*** Entries shown

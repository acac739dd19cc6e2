use crate::test::{advance_ledger, ledger_balance, open_english, setup_test, FUNDING};
use crate::types::{Bid, DataKey};
use crate::Error;
use soroban_sdk::testutils::storage::Persistent as _;
use soroban_sdk::testutils::Address as _;
use soroban_sdk::{Address, Vec};

#[test]
fn test_withdraw_pays_out_pending_returns() {
    let s = setup_test();
    let (auction_id, _) = open_english(&s, 100, 3600);
    s.ledger.bid(&auction_id, &s.alice, &300);
    s.ledger.bid(&auction_id, &s.bob, &450);

    assert_eq!(s.token.balance(&s.alice), FUNDING - 300);
    let paid = s.ledger.withdraw(&s.alice);

    assert_eq!(paid, 300);
    assert_eq!(s.token.balance(&s.alice), FUNDING);
    assert_eq!(s.ledger.pending_returns(&s.alice), 0);
    assert_eq!(ledger_balance(&s), 450);
}

#[test]
fn test_second_withdraw_is_noop() {
    let s = setup_test();
    let (auction_id, _) = open_english(&s, 100, 3600);
    s.ledger.bid(&auction_id, &s.alice, &300);
    s.ledger.bid(&auction_id, &s.bob, &450);
    s.ledger.bid(&auction_id, &s.alice, &500);

    let first = s.ledger.withdraw(&s.bob);
    let second = s.ledger.withdraw(&s.bob);

    assert_eq!(first, 450);
    assert_eq!(second, 0);
    assert_eq!(s.token.balance(&s.bob), FUNDING);
}

#[test]
fn test_withdraw_with_nothing_owed() {
    let s = setup_test();
    let stranger = Address::generate(&s.env);

    assert_eq!(s.ledger.withdraw(&stranger), 0);
    assert_eq!(s.token.balance(&stranger), 0);
}

#[test]
fn test_highest_bidder_has_nothing_to_withdraw() {
    let s = setup_test();
    let (auction_id, _) = open_english(&s, 100, 3600);
    s.ledger.bid(&auction_id, &s.alice, &300);

    assert_eq!(s.ledger.withdraw(&s.alice), 0);
    assert_eq!(ledger_balance(&s), 300);
}

#[test]
fn test_withdraw_spans_auctions() {
    let s = setup_test();
    let (first, _) = open_english(&s, 100, 3600);
    let (second, _) = open_english(&s, 100, 3600);

    s.ledger.bid(&first, &s.alice, &200);
    s.ledger.bid(&second, &s.alice, &250);
    s.ledger.bid(&first, &s.bob, &300);
    s.ledger.bid(&second, &s.carol, &350);

    assert_eq!(s.ledger.pending_returns(&s.alice), 450);
    assert_eq!(s.ledger.withdraw(&s.alice), 450);
}

#[test]
fn test_losing_bidder_withdraws_after_settlement() {
    let s = setup_test();
    let (auction_id, _) = open_english(&s, 100, 3600);
    s.ledger.bid(&auction_id, &s.alice, &300);
    s.ledger.bid(&auction_id, &s.bob, &450);

    advance_ledger(&s.env, 3600);
    s.ledger.end_auction(&auction_id, &s.carol);

    assert_eq!(s.ledger.withdraw(&s.alice), 300);
    assert_eq!(ledger_balance(&s), 0);
}

#[test]
fn test_withdraw_before_initialize() {
    let s = setup_test();
    let env = s.env.clone();
    let fresh = crate::AuctionLedgerClient::new(&env, &env.register(crate::AuctionLedger, ()));

    let result = fresh.try_withdraw(&s.alice);
    assert_eq!(result, Err(Ok(Error::NotInitialized)));
}

fn persistent_ttl(s: &crate::test::Setup, key: &DataKey) -> u32 {
    s.env
        .as_contract(&s.ledger.address, || s.env.storage().persistent().get_ttl(key))
}

#[test]
fn test_reads_extend_record_ttl() {
    let s = setup_test();
    let (auction_id, _) = open_english(&s, 100, 3600);

    // Written without extension, so both entries start at the minimum TTL.
    let returns_key = DataKey::PendingReturns(s.alice.clone());
    let history_key = DataKey::BidHistory(auction_id);
    s.env.as_contract(&s.ledger.address, || {
        let storage = s.env.storage().persistent();
        storage.set(&returns_key, &300_i128);
        storage.set(&history_key, &Vec::<Bid>::new(&s.env));
    });
    let stale_returns = persistent_ttl(&s, &returns_key);
    let stale_history = persistent_ttl(&s, &history_key);

    assert_eq!(s.ledger.pending_returns(&s.alice), 300);
    assert!(s.ledger.get_bid_history(&auction_id).is_empty());

    assert!(persistent_ttl(&s, &returns_key) > stale_returns);
    assert!(persistent_ttl(&s, &history_key) > stale_history);
}
pub mod withdraw_test;

use crate::{AuctionLedger, AuctionLedgerClient, AuctionParams, DutchParams, EnglishParams};
use livestock_nft::{LivestockNft, LivestockNftClient};
use soroban_sdk::{
    testutils::{Address as _, Ledger},
    token, Address, Env, String,
};

pub const START_TIME: u64 = 1_000;
pub const FUNDING: i128 = 10_000_000;

pub struct Setup {
    pub env: Env,
    pub ledger: AuctionLedgerClient<'static>,
    pub nft: LivestockNftClient<'static>,
    pub token: token::TokenClient<'static>,
    pub admin: Address,
    pub seller: Address,
    pub alice: Address,
    pub bob: Address,
    pub carol: Address,
}

pub fn setup_test() -> Setup {
    let env = Env::default();
    env.mock_all_auths();
    env.ledger().with_mut(|li| li.timestamp = START_TIME);

    let nft_id = env.register(LivestockNft, ());
    let nft = LivestockNftClient::new(&env, &nft_id);

    let token_admin = Address::generate(&env);
    let token_contract = env.register_stellar_asset_contract_v2(token_admin.clone());
    let token_address = token_contract.address();
    let token_client = token::TokenClient::new(&env, &token_address);
    let token_admin_client = token::StellarAssetClient::new(&env, &token_address);

    let ledger_id = env.register(AuctionLedger, ());
    let ledger = AuctionLedgerClient::new(&env, &ledger_id);

    let admin = Address::generate(&env);
    let seller = Address::generate(&env);
    let alice = Address::generate(&env);
    let bob = Address::generate(&env);
    let carol = Address::generate(&env);

    for bidder in [&alice, &bob, &carol] {
        token_admin_client.mint(bidder, &FUNDING);
    }

    ledger.initialize(&admin, &token_address, &nft_id);

    Setup {
        env,
        ledger,
        nft,
        token: token_client,
        admin,
        seller,
        alice,
        bob,
        carol,
    }
}

pub fn advance_ledger(env: &Env, seconds: u64) {
    env.ledger().with_mut(|li| li.timestamp += seconds);
}

pub fn mint_livestock(s: &Setup, owner: &Address) -> u64 {
    s.nft
        .mint(owner, &String::from_str(&s.env, "ipfs://QmHerefordBull"))
}

pub fn english(starting_bid: i128, duration: u64) -> AuctionParams {
    AuctionParams::English(EnglishParams {
        starting_bid,
        duration,
    })
}

pub fn dutch(start_price: i128, end_price: i128, duration: u64) -> AuctionParams {
    AuctionParams::Dutch(DutchParams {
        start_price,
        end_price,
        duration,
    })
}

/// Mint a token to the seller and open an English auction on it.
pub fn open_english(s: &Setup, starting_bid: i128, duration: u64) -> (u64, u64) {
    let token_id = mint_livestock(s, &s.seller);
    let auction_id = s
        .ledger
        .create_auction(&s.seller, &token_id, &english(starting_bid, duration));
    (auction_id, token_id)
}

/// Mint a token to the seller and open a Dutch auction on it.
pub fn open_dutch(s: &Setup, start_price: i128, end_price: i128, duration: u64) -> (u64, u64) {
    let token_id = mint_livestock(s, &s.seller);
    let auction_id = s.ledger.create_auction(
        &s.seller,
        &token_id,
        &dutch(start_price, end_price, duration),
    );
    (auction_id, token_id)
}

pub fn ledger_balance(s: &Setup) -> i128 {
    s.token.balance(&s.ledger.address)
}
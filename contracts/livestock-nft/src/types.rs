use soroban_sdk::{contracttype, Address, String};

/// Storage keys for the livestock NFT contract
#[contracttype]
#[derive(Clone)]
pub enum StorageKey {
    TokenCounter,
    Token(u64),
    Balance(Address),
}

/// A minted livestock token.
///
/// `metadata_uri` points at the pinned JSON document describing the animal
/// (detection result, photo reference, listing details).
#[contracttype]
#[derive(Clone, Debug, Eq, PartialEq)]
pub struct LivestockToken {
    pub token_id: u64,
    pub owner: Address,
    pub minter: Address,
    pub metadata_uri: String,
    pub minted_at: u64,
}
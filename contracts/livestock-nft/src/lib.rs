#![no_std]

//! Livestock NFT registry.
//!
//! Each token represents one animal listed on the marketplace and carries the
//! URI of its pinned metadata document. Ownership changes only through
//! owner-authorised [`LivestockNft::transfer`] calls, which is also how the
//! auction ledger takes tokens into escrow and releases them.

use soroban_sdk::{contract, contractimpl, Address, Env, String};

mod errors;
mod events;
mod storage;
mod types;

pub use errors::Error;
pub use types::LivestockToken;

use events::{MintedEventData, TransferredEventData};

#[contract]
pub struct LivestockNft;

#[contractimpl]
impl LivestockNft {
    // ========== MINTING ==========

    /// Mint a new token to `to` with the given metadata URI.
    ///
    /// # Errors
    /// * `Error::InvalidMetadata` - If `metadata_uri` is empty
    pub fn mint(env: Env, to: Address, metadata_uri: String) -> Result<u64, Error> {
        to.require_auth();

        if metadata_uri.is_empty() {
            return Err(Error::InvalidMetadata);
        }

        let token_id = storage::increment_token_counter(&env);
        let token = LivestockToken {
            token_id,
            owner: to.clone(),
            minter: to.clone(),
            metadata_uri: metadata_uri.clone(),
            minted_at: env.ledger().timestamp(),
        };

        storage::set_token(&env, &token);
        storage::increment_balance(&env, &to);

        MintedEventData {
            to,
            token_id,
            metadata_uri,
        }
        .publish(&env);

        Ok(token_id)
    }

    // ========== TRANSFERS ==========

    /// Move `token_id` from `from` to `to`. Requires `from` authorization.
    pub fn transfer(env: Env, from: Address, to: Address, token_id: u64) -> Result<(), Error> {
        from.require_auth();

        let mut token = storage::get_token(&env, token_id).ok_or(Error::TokenNotFound)?;
        if token.owner != from {
            return Err(Error::NotOwner);
        }

        token.owner = to.clone();
        storage::set_token(&env, &token);
        storage::decrement_balance(&env, &from);
        storage::increment_balance(&env, &to);

        TransferredEventData { from, to, token_id }.publish(&env);

        Ok(())
    }

    // ========== QUERIES ==========

    /// Current owner, or `None` for an unknown token
    pub fn owner_of(env: Env, token_id: u64) -> Option<Address> {
        storage::get_token(&env, token_id).map(|token| token.owner)
    }

    pub fn token_uri(env: Env, token_id: u64) -> Result<String, Error> {
        storage::get_token(&env, token_id)
            .map(|token| token.metadata_uri)
            .ok_or(Error::TokenNotFound)
    }

    pub fn get_token(env: Env, token_id: u64) -> Result<LivestockToken, Error> {
        storage::get_token(&env, token_id).ok_or(Error::TokenNotFound)
    }

    /// Number of tokens held by `owner`
    pub fn balance(env: Env, owner: Address) -> u64 {
        storage::get_balance(&env, &owner)
    }

    pub fn total_supply(env: Env) -> u64 {
        storage::get_token_counter(&env)
    }
}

******

## Work instructions
All lines above holding the word "types" make up the answer; copy each one.

## Answer for the task
use crate::types::{Bid, DataKey};
filename contracts/livestock-nft/src/types.rs
mod types;
pub use types::LivestockToken;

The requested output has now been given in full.